There's No Place Like Home
I have said before the best place to watch college football is not Tiger Stadium or the Swamp or Bryant-Denny, but at home. At home, by yourself, no distractions, controlled environment.
After buckling to societal pressure and traveling to Auburn this past Saturday to watch the Tigers and Rebels, I have reaffirmed my belief that, when it comes to watching college football, there’s no place like home.
Some background: I went to Auburn, graduated in ’97, enjoyed my time there dearly and hold the memories made on the Plains as my absolute fondest. Jordan-Hare Stadium is a jewel, the people are as friendly and welcoming as imaginable, my seat in the press box was without equal, and the weather couldn’t have been any better for watching a game.
But I left town late that night disillusioned and very much with the feeling that if I never again stepped foot on Auburn soil I wouldn’t be missing all that much.

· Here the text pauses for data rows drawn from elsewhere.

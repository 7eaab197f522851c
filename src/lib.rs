//! Channel-layer backends for ASGI-style real-time message routing:
//! an in-process layer, a Redis-backed durable queue layer, and a
//! Redis pub/sub layer, all implementing the same [`layer::ChannelLayer`]
//! trait.

pub mod codec;
pub mod config;
pub mod error;
pub mod layer;
pub mod memory;
pub mod naming;
pub mod pubsub;
pub mod queue;
pub mod redis_pool;
pub mod registry;
pub mod sharding;

pub use codec::{Codec, MsgpackCodec};
pub use config::{InMemoryConfig, PubSubConfig, QueueConfig, ReconnectHook, RedisTarget};
pub use error::{ChannelLayerError, Result};
pub use layer::{ChannelLayer, Message, MessageValue};
pub use memory::InMemoryLayer;
pub use pubsub::PubSubLayer;
pub use queue::QueueLayer;
pub use registry::ChannelLayerRegistry;
//! Pluggable message codec.
//!
//! The default codec is schemaless MessagePack via `rmp-serde`, the same
//! crate the cache service uses for its typed `get`/`set` helpers.

use serde::{Serialize, de::DeserializeOwned};

use crate::error::{ChannelLayerError, Result};

/// A message codec. Implementations must round-trip any value the channel
/// layer is asked to transmit.
pub trait Codec: Send + Sync + 'static {
    fn encode<T: Serialize>(&self, value: &T) -> Result<Vec<u8>>;
    fn decode<T: DeserializeOwned>(&self, bytes: &[u8]) -> Result<T>;
}

/// Schemaless binary codec (MessagePack).
#[derive(Debug, Default, Clone, Copy)]
pub struct MsgpackCodec;

impl Codec for MsgpackCodec {
    fn encode<T: Serialize>(&self, value: &T) -> Result<Vec<u8>> {
        rmp_serde::to_vec_named(value).map_err(|e| ChannelLayerError::Codec(e.to_string()))
    }

    fn decode<T: DeserializeOwned>(&self, bytes: &[u8]) -> Result<T> {
        rmp_serde::from_slice(bytes).map_err(|e| ChannelLayerError::Codec(e.to_string()))
    }
}

#[cfg(test)]
mod tests {
    use super::*;
    use std::collections::BTreeMap;

    #[test]
    fn round_trips_a_map() {
        let codec = MsgpackCodec;
        let mut msg = BTreeMap::new();
        msg.insert("type".to_string(), "chat.message".to_string());
        msg.insert("text".to_string(), "hello".to_string());

        let bytes = codec.encode(&msg).unwrap();
        let decoded: BTreeMap<String, String> = codec.decode(&bytes).unwrap();
        assert_eq!(msg, decoded);
    }

    #[test]
    fn bytes_and_array_of_small_ints_are_distinct_shapes() {
        use crate::layer::MessageValue;

        let codec = MsgpackCodec;
        let bytes_value = MessageValue::Bytes(vec![1, 2]);
        let array_value = MessageValue::Array(vec![MessageValue::Int(1), MessageValue::Int(2)]);

        let encoded_bytes = codec.encode(&bytes_value).unwrap();
        let encoded_array = codec.encode(&array_value).unwrap();

        let decoded_bytes: MessageValue = codec.decode(&encoded_bytes).unwrap();
        let decoded_array: MessageValue = codec.decode(&encoded_array).unwrap();

        assert_eq!(decoded_bytes, bytes_value);
        assert_eq!(decoded_array, array_value);
    }
}
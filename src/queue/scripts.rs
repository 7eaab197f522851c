//! Server-side Lua scripts backing the queue layer's atomic operations.
//!
//! Mirrors the check-then-mutate `EVAL` pattern used for rate-limit
//! counters elsewhere: a single round trip makes the capacity check and
//! the mutation atomic with respect to concurrent senders on the same key.

/// `KEYS[1]` = channel list key.
/// `ARGV[1]` = capacity, `ARGV[2]` = payload, `ARGV[3]` = expiry seconds.
/// Returns 1 on success, 0 if the channel was full.
pub const SEND_SCRIPT: &str = r#"
local len = redis.call('LLEN', KEYS[1])
if len >= tonumber(ARGV[1]) then
  return 0
end
redis.call('RPUSH', KEYS[1], ARGV[2])
redis.call('EXPIRE', KEYS[1], ARGV[3])
return 1
"#;

/// `KEYS[1]` = group sorted-set key.
/// `ARGV[1]` = now (epoch seconds), `ARGV[2]` = group expiry seconds.
/// Returns the list of member channel names with score greater than
/// `now - group_expiry`.
pub const GROUP_MEMBERS_SCRIPT: &str = r#"
local cutoff = tonumber(ARGV[1]) - tonumber(ARGV[2])
return redis.call('ZRANGEBYSCORE', KEYS[1], cutoff, '+inf')
"#;

/// `ARGV[1]` = key prefix, `ARGV[2]` = capacity, `ARGV[3]` = payload,
/// `ARGV[4..]` = member channel names destined for this shard.
/// Returns `{ok_count, failed_count}`. No `KEYS` are declared because the
/// member list (and therefore the keys touched) is only known once the
/// script starts running; this backend targets a single Redis instance
/// per shard rather than a cluster, so non-`KEYS` key construction is safe.
pub const GROUP_FANOUT_SCRIPT: &str = r#"
local prefix = ARGV[1]
local capacity = tonumber(ARGV[2])
local payload = ARGV[3]
local ok = 0
local failed = 0
for i = 4, #ARGV do
  local key = prefix .. ':ch:' .. ARGV[i]
  local len = redis.call('LLEN', key)
  if len < capacity then
    redis.call('RPUSH', key, payload)
    ok = ok + 1
  else
    failed = failed + 1
  end
end
return {ok, failed}
"#;
//! Error types shared by every channel layer backend.

use thiserror::Error;

/// Errors returned by [`crate::layer::ChannelLayer`] operations.
#[derive(Error, Debug)]
pub enum ChannelLayerError {
    #[error("channel is full")]
    ChannelFull,

    #[error("invalid channel name: {0}")]
    InvalidChannelName(String),

    #[error("invalid message: {0}")]
    InvalidMessage(String),

    #[error("channel layer is closed")]
    LayerClosed,

    #[error("backend unavailable: {0}")]
    BackendUnavailable(String),

    #[error("operation cancelled")]
    Cancelled,

    #[error("codec error: {0}")]
    Codec(String),

    #[error("redis error: {0}")]
    Redis(#[from] deadpool_redis::redis::RedisError),

    #[error("redis pool error: {0}")]
    Pool(#[from] deadpool_redis::PoolError),

    #[error("redis pool build error: {0}")]
    PoolBuild(#[from] deadpool_redis::CreatePoolError),
}

impl ChannelLayerError {
    pub fn backend_unavailable(msg: impl Into<String>) -> Self {
        Self::BackendUnavailable(msg.into())
    }

    pub fn invalid_channel_name(name: impl Into<String>) -> Self {
        Self::InvalidChannelName(name.into())
    }

    pub fn invalid_message(msg: impl Into<String>) -> Self {
        Self::InvalidMessage(msg.into())
    }

    /// Whether retrying the same operation again might succeed.
    pub fn is_transient(&self) -> bool {
        matches!(
            self,
            Self::BackendUnavailable(_) | Self::Redis(_) | Self::Pool(_)
        )
    }
}

pub type Result<T> = std::result::Result<T, ChannelLayerError>;
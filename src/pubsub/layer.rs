use std::sync::atomic::{AtomicBool, Ordering};

use async_trait::async_trait;
use rand::Rng;

use crate::config::{PubSubConfig, RedisTarget};
use crate::error::{ChannelLayerError, Result};
use crate::layer::{ChannelLayer, Message};
use crate::naming::{ephemeral_name, suffix_for_shard, validate_channel_name, validate_message};
use crate::sharding::shard_for;

use super::shard::ShardLayer;

/// Fire-and-forget broadcast layer over Redis pub/sub: no persistence, no
/// capacity errors on the sender side — overflow happens per subscriber.
pub struct PubSubLayer {
    shards: Vec<ShardLayer>,
    closed: AtomicBool,
}

impl PubSubLayer {
    pub fn new(config: PubSubConfig) -> Self {
        let hosts = match config.target {
            RedisTarget::Hosts(hosts) => hosts,
            RedisTarget::Sentinel { sentinels, .. } => sentinels,
        };
        let shards = hosts
            .into_iter()
            .map(|url| {
                ShardLayer::new(
                    url,
                    config.prefix.clone(),
                    config.capacity,
                    config.on_disconnect.clone(),
                    config.on_reconnect.clone(),
                )
            })
            .collect();

        Self {
            shards,
            closed: AtomicBool::new(false),
        }
    }

    fn check_open(&self) -> Result<()> {
        if self.closed.load(Ordering::Acquire) {
            return Err(ChannelLayerError::LayerClosed);
        }
        Ok(())
    }

    fn shard_for_name(&self, name: &str) -> &ShardLayer {
        &self.shards[shard_for(name, self.shards.len())]
    }
}

#[async_trait]
impl ChannelLayer for PubSubLayer {
    async fn send(&self, channel: &str, message: Message) -> Result<()> {
        self.check_open()?;
        validate_channel_name(channel)?;
        validate_message(&message)?;
        self.shard_for_name(channel).send(channel, &message).await
    }

    async fn receive(&self, channel: &str) -> Result<Message> {
        self.check_open()?;
        validate_channel_name(channel)?;
        self.shard_for_name(channel).receive(channel).await
    }

    async fn group_add(&self, group: &str, channel: &str) -> Result<()> {
        self.check_open()?;
        validate_channel_name(group)?;
        validate_channel_name(channel)?;
        // Group membership is consumer-instance-local: each shard tracks
        // only the members that live on it.
        self.shard_for_name(channel).group_add(group, channel);
        Ok(())
    }

    async fn group_discard(&self, group: &str, channel: &str) -> Result<()> {
        self.check_open()?;
        validate_channel_name(group)?;
        validate_channel_name(channel)?;
        self.shard_for_name(channel).group_discard(group, channel);
        Ok(())
    }

    async fn group_send(&self, group: &str, message: Message) -> Result<()> {
        self.check_open()?;
        validate_channel_name(group)?;
        validate_message(&message)?;
        // Every shard may host a local member of this group, so the
        // reserved group channel is published on all of them.
        for shard in &self.shards {
            if let Err(err) = shard.group_send(group, &message).await {
                tracing::warn!(group, error = %err, "group_send: shard publish failed");
            }
        }
        Ok(())
    }

    async fn new_channel(&self, prefix: &str) -> Result<String> {
        self.check_open()?;
        let n_shards = self.shards.len();
        let target_shard = rand::thread_rng().gen_range(0..n_shards.max(1));
        let suffix = suffix_for_shard(n_shards, target_shard, |s| shard_for(s, n_shards))?;
        Ok(ephemeral_name(prefix, &suffix))
    }

    async fn close(&self) -> Result<()> {
        self.closed.store(true, Ordering::Release);
        for shard in &self.shards {
            shard.close().await;
        }
        Ok(())
    }
}
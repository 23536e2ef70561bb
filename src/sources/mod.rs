//! Property source implementations.

mod env;
mod file;
mod flatten;
mod map;
mod property_source;

pub use env::EnvSource;
pub use file::FileSource;
pub use map::MapSource;
pub use property_source::{ORDINAL_KEY, PropertySource};
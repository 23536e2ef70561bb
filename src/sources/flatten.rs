//! Flattening of nested `config` values into dotted string keys.

use config::{Map, Value, ValueKind};
use std::collections::BTreeMap;

/// Flatten a nested table into `a.b.c` keys; array items become `a.b[0]`.
///
/// `nil` leaves are dropped so that "not configured" stays distinct from
/// "configured to empty".
pub(crate) fn flatten_table(table: Map<String, Value>) -> BTreeMap<String, String> {
    let mut out = BTreeMap::new();
    for (key, value) in table {
        flatten_value(key, value, &mut out);
    }
    out
}

fn flatten_value(path: String, value: Value, out: &mut BTreeMap<String, String>) {
    match value.kind {
        ValueKind::Nil => {}
        ValueKind::Table(table) => {
            for (key, child) in table {
                flatten_value(format!("{}.{}", path, key), child, out);
            }
        }
        ValueKind::Array(items) => {
            for (index, item) in items.into_iter().enumerate() {
                flatten_value(format!("{}[{}]", path, index), item, out);
            }
        }
        leaf => {
            out.insert(path, leaf.to_string());
        }
    }
}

The perfect Auburn of my memories – quaint, charming, unique – has been slapped upside the head by the ugly hand of commercialism and the resulting welt has left the place sickeningly similar to any of a thousand other soulless, suburban, asphalt, boomtowns.
Coming in off the interstate, this once small Southern town which not too long ago had just a Waffle House and the iconic Super Club as the only businesses to greet you, looks now, and I swallow hard when I say this, like Tuscaloosa. Gasp!
Auburn, the so-called “loveliest village on the Plains,” now welcomes visitors with car lots, economy hotels, Hooters, Zaxby’s, KFC, a development of town homes that a Katrina refugee would turn his nose up at as undesirable, and every other boring, corporate, chain restaurant and retail outlet all other faceless cities in America have as well.
Coming into Auburn on College Street, I might as well have been in Sheboygan, WI, Columbus, GA or Prattville, AL. What difference would it make? They all look the same.
And that isn’t the worst of it.
On the other end of town in what was once a wooded area, a monstrosity known as “Tigertown” now resides. Fifty acres of Old Navy, Starbucks, Target, Olive Garden and every other pagan symbol of our consumer society mars the landscape of this once quiet and humble college environment. Corporate America’s version of carpet bombing: one unremarkable, vulgar, plain store piled on top of the other, all designed to separate you from your income with no thought at all given to how these commercial cesspools rob the life and charm from a city.
The city of Auburn is projectile vomiting cookie-cut businesses in every direction and it has left this once beautiful place an ungraceful, tacky, overgrown truck stop.
It’s been three years since I’d last been to Auburn, and maybe the people who live there and have watched the degradation occur gradually can accept it and don’t notice it as much, but the Audrey Hepburn of college towns has put on 25 pounds, now wears too much rouge and will sleep with anyone who’s willing to buy drinks.
The land developers in Auburn, some of whom claim to be “Auburn people,” ought to be ashamed of themselves for what they have done to that place in order to line their pockets to buy faster boats and younger women.
This is not to say all progress or growth is bad, or that Auburn has no heart left at all.
The campus is still gorgeous despite on going construction that makes it feel more like the Buckhead area in Atlanta than a college.
The true “Auburn people” are still the same and the spirit and passion they have for the place are greater than ever.
But once Samford Hall disappears from sight, it doesn’t take long to lose all sense of what made Auburn special as the runaway growth, like a malignant cancer, spreads closer and closer to the town’s, and university’s, vital organs.
I’m guessing Auburn isn’t the only once great college town this has happened to and if that’s the case, I’d just as soon stay home.